Problem to work on.
Beginning at the line containing "This crate defines", restate each line of the listing below word for word until the last one has been given.

____ Extracted data

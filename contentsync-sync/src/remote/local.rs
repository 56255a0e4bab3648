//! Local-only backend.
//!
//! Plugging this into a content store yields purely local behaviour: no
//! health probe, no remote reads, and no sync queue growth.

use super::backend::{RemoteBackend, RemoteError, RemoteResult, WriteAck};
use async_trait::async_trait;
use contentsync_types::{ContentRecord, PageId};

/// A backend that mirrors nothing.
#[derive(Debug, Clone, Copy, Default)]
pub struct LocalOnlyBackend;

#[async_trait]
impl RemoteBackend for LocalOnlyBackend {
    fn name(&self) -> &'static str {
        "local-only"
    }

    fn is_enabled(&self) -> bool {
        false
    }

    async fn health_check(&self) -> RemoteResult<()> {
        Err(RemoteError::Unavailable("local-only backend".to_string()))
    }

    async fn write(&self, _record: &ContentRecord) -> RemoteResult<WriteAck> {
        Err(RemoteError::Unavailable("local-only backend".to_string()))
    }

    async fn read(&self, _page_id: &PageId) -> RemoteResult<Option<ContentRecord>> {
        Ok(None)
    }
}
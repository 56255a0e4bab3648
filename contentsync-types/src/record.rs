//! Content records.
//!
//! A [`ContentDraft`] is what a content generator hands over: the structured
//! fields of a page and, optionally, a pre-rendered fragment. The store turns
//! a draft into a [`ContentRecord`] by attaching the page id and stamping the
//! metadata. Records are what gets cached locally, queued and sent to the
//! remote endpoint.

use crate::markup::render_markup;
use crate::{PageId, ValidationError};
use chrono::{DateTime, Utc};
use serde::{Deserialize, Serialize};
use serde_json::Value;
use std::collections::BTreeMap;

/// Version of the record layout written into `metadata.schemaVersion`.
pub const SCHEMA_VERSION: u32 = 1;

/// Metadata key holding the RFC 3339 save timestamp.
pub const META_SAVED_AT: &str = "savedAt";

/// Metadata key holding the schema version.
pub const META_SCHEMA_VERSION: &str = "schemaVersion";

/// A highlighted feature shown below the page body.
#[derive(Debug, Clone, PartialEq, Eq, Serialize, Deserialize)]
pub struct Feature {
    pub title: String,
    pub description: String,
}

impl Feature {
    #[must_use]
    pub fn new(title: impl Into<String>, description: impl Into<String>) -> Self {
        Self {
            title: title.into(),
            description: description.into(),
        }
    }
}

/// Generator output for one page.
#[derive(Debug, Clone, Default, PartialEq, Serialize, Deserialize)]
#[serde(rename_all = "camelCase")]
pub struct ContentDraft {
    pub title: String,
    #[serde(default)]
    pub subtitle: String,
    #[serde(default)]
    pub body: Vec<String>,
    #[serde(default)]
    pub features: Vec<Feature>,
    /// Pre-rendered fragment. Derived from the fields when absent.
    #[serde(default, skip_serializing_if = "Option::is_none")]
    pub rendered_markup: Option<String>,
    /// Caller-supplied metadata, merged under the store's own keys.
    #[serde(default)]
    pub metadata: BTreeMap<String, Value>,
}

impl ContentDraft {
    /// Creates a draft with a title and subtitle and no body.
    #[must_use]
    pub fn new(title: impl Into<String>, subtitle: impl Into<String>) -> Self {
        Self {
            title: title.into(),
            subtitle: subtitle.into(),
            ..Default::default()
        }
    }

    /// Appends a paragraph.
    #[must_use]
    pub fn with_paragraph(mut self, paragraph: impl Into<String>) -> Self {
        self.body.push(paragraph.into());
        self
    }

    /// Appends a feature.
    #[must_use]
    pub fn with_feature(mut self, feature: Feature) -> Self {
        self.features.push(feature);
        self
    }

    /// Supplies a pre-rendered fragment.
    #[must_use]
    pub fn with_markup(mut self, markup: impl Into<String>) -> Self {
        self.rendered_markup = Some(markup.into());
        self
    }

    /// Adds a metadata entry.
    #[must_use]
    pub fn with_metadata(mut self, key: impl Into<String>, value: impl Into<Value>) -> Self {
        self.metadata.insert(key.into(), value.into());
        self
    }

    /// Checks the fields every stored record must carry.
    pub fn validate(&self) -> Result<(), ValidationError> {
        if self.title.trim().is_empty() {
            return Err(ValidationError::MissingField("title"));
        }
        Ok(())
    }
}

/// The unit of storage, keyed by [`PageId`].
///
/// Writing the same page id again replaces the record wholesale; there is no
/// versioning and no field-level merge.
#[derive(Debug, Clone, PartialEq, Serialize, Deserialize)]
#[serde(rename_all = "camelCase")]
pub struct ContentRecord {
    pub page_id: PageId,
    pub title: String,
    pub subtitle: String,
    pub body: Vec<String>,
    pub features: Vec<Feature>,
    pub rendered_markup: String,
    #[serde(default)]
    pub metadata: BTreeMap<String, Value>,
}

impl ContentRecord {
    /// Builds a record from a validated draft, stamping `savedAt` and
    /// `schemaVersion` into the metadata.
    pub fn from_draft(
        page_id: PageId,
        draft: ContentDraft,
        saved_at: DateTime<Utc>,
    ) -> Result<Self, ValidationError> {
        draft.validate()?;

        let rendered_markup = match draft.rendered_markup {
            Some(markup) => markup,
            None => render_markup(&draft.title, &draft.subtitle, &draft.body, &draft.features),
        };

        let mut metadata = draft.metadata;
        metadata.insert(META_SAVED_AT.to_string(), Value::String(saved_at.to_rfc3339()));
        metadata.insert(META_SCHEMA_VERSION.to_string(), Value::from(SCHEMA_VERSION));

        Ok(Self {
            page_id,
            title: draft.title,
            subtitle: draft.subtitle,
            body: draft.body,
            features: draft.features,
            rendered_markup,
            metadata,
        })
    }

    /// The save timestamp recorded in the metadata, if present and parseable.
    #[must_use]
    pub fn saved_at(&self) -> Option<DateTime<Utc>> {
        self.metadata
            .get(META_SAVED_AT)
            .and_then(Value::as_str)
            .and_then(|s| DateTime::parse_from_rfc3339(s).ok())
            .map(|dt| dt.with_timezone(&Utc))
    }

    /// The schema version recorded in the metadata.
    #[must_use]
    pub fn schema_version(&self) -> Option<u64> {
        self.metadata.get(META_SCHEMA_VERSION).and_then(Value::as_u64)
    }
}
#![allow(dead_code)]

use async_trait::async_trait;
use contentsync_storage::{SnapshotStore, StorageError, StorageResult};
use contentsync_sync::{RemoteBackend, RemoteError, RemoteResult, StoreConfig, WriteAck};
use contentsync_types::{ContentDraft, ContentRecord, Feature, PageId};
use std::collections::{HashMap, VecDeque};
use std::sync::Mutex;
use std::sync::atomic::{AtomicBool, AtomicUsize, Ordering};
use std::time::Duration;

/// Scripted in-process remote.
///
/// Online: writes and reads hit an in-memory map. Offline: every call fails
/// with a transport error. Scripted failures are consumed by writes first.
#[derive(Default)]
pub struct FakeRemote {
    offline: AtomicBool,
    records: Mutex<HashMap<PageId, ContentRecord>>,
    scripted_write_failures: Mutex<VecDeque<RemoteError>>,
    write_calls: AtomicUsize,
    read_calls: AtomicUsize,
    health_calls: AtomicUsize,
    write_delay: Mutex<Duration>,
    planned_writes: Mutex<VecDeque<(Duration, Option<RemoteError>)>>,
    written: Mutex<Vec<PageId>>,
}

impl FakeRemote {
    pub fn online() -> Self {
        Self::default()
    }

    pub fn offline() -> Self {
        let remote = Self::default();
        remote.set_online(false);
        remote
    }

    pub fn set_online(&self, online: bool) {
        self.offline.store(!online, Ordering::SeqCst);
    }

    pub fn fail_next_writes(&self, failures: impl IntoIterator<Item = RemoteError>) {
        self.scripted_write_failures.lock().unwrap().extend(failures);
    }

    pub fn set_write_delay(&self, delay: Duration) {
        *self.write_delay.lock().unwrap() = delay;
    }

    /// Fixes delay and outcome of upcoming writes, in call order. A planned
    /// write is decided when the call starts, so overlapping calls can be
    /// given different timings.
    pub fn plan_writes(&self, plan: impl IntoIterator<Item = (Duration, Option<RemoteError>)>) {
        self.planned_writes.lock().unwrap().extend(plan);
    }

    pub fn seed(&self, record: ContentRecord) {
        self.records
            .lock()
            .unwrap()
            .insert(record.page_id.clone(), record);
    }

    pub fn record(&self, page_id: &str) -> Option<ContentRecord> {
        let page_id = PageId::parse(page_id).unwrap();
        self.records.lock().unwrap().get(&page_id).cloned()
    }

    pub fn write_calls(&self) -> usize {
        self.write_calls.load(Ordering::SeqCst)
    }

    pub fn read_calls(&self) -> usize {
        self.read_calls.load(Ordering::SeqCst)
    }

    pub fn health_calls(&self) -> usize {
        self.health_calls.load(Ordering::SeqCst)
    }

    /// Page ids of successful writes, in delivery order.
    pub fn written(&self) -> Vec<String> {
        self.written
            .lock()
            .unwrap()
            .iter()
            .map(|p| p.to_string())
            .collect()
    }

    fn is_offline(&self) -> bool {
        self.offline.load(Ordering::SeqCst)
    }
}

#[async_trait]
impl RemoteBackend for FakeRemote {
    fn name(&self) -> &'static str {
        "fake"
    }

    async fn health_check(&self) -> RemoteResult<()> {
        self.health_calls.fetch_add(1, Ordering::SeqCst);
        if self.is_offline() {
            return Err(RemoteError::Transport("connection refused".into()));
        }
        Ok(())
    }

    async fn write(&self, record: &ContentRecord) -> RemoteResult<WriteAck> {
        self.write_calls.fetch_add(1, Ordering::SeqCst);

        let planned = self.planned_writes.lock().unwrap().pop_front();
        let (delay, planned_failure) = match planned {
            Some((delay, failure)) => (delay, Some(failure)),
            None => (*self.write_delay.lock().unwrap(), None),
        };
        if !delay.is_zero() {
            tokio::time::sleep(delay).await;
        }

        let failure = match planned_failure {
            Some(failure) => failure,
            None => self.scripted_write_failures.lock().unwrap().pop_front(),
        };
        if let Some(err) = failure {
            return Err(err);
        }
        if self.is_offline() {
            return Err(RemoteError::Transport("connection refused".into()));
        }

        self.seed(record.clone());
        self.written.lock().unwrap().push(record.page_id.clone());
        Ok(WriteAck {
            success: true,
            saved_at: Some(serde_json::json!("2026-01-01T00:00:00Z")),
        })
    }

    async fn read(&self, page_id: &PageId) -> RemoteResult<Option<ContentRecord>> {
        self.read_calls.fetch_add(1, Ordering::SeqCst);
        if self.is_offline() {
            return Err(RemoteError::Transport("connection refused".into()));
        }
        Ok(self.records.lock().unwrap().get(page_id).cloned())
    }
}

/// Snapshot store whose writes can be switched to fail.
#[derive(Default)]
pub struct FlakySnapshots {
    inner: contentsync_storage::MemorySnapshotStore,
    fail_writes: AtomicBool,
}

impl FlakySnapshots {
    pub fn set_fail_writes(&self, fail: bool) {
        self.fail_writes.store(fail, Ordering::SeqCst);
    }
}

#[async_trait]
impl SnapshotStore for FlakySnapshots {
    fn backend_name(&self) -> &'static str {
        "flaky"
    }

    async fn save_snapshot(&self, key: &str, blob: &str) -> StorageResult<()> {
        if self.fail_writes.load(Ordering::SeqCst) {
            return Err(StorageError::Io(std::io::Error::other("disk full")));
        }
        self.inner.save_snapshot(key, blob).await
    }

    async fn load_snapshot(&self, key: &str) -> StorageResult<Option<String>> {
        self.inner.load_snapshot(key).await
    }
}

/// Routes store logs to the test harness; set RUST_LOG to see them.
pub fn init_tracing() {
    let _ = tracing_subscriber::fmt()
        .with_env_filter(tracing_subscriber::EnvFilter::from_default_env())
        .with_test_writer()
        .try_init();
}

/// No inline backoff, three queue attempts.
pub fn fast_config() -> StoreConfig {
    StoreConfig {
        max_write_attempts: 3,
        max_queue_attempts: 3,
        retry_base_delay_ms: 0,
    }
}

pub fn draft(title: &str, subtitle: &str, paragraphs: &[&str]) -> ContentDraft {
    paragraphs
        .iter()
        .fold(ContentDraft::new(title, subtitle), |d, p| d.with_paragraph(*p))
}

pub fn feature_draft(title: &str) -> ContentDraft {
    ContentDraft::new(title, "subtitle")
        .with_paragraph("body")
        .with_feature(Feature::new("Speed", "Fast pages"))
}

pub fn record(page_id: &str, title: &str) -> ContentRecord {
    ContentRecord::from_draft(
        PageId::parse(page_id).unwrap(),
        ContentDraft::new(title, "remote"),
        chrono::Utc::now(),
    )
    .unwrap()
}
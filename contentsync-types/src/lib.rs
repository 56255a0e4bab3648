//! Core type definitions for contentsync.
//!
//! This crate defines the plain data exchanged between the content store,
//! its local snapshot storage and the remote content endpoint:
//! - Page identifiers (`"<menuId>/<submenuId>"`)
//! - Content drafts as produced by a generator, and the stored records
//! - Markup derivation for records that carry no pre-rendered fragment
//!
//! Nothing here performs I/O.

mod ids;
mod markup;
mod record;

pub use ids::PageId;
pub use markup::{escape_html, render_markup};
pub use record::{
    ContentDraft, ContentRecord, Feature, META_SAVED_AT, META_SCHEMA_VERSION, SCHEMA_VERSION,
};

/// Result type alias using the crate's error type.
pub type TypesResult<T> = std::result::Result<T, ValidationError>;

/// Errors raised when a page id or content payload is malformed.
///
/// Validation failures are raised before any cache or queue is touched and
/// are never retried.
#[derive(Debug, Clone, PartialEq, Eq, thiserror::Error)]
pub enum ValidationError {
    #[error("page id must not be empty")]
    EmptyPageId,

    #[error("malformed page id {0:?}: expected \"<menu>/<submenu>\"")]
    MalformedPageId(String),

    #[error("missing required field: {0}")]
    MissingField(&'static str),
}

________

Answer section.
//! This crate defines the plain data exchanged between the content store,
//! its local snapshot storage and the remote content endpoint:
//! - Page identifiers (`"<menuId>/<submenuId>"`)
//! - Content drafts as produced by a generator, and the stored records
//! - Markup derivation for records that carry no pre-rendered fragment
//!
//! Nothing here performs I/O.

mod ids;
mod markup;
mod record;

pub use ids::PageId;
pub use markup::{escape_html, render_markup};
pub use record::{
    ContentDraft, ContentRecord, Feature, META_SAVED_AT, META_SCHEMA_VERSION, SCHEMA_VERSION,
};

/// Result type alias using the crate's error type.
pub type TypesResult<T> = std::result::Result<T, ValidationError>;

/// Errors raised when a page id or content payload is malformed.
///
/// Validation failures are raised before any cache or queue is touched and
/// are never retried.
#[derive(Debug, Clone, PartialEq, Eq, thiserror::Error)]
pub enum ValidationError {
    #[error("page id must not be empty")]
    EmptyPageId,

    #[error("malformed page id {0:?}: expected \"<menu>/<submenu>\"")]
    MalformedPageId(String),

    #[error("missing required field: {0}")]
    MissingField(&'static str),
}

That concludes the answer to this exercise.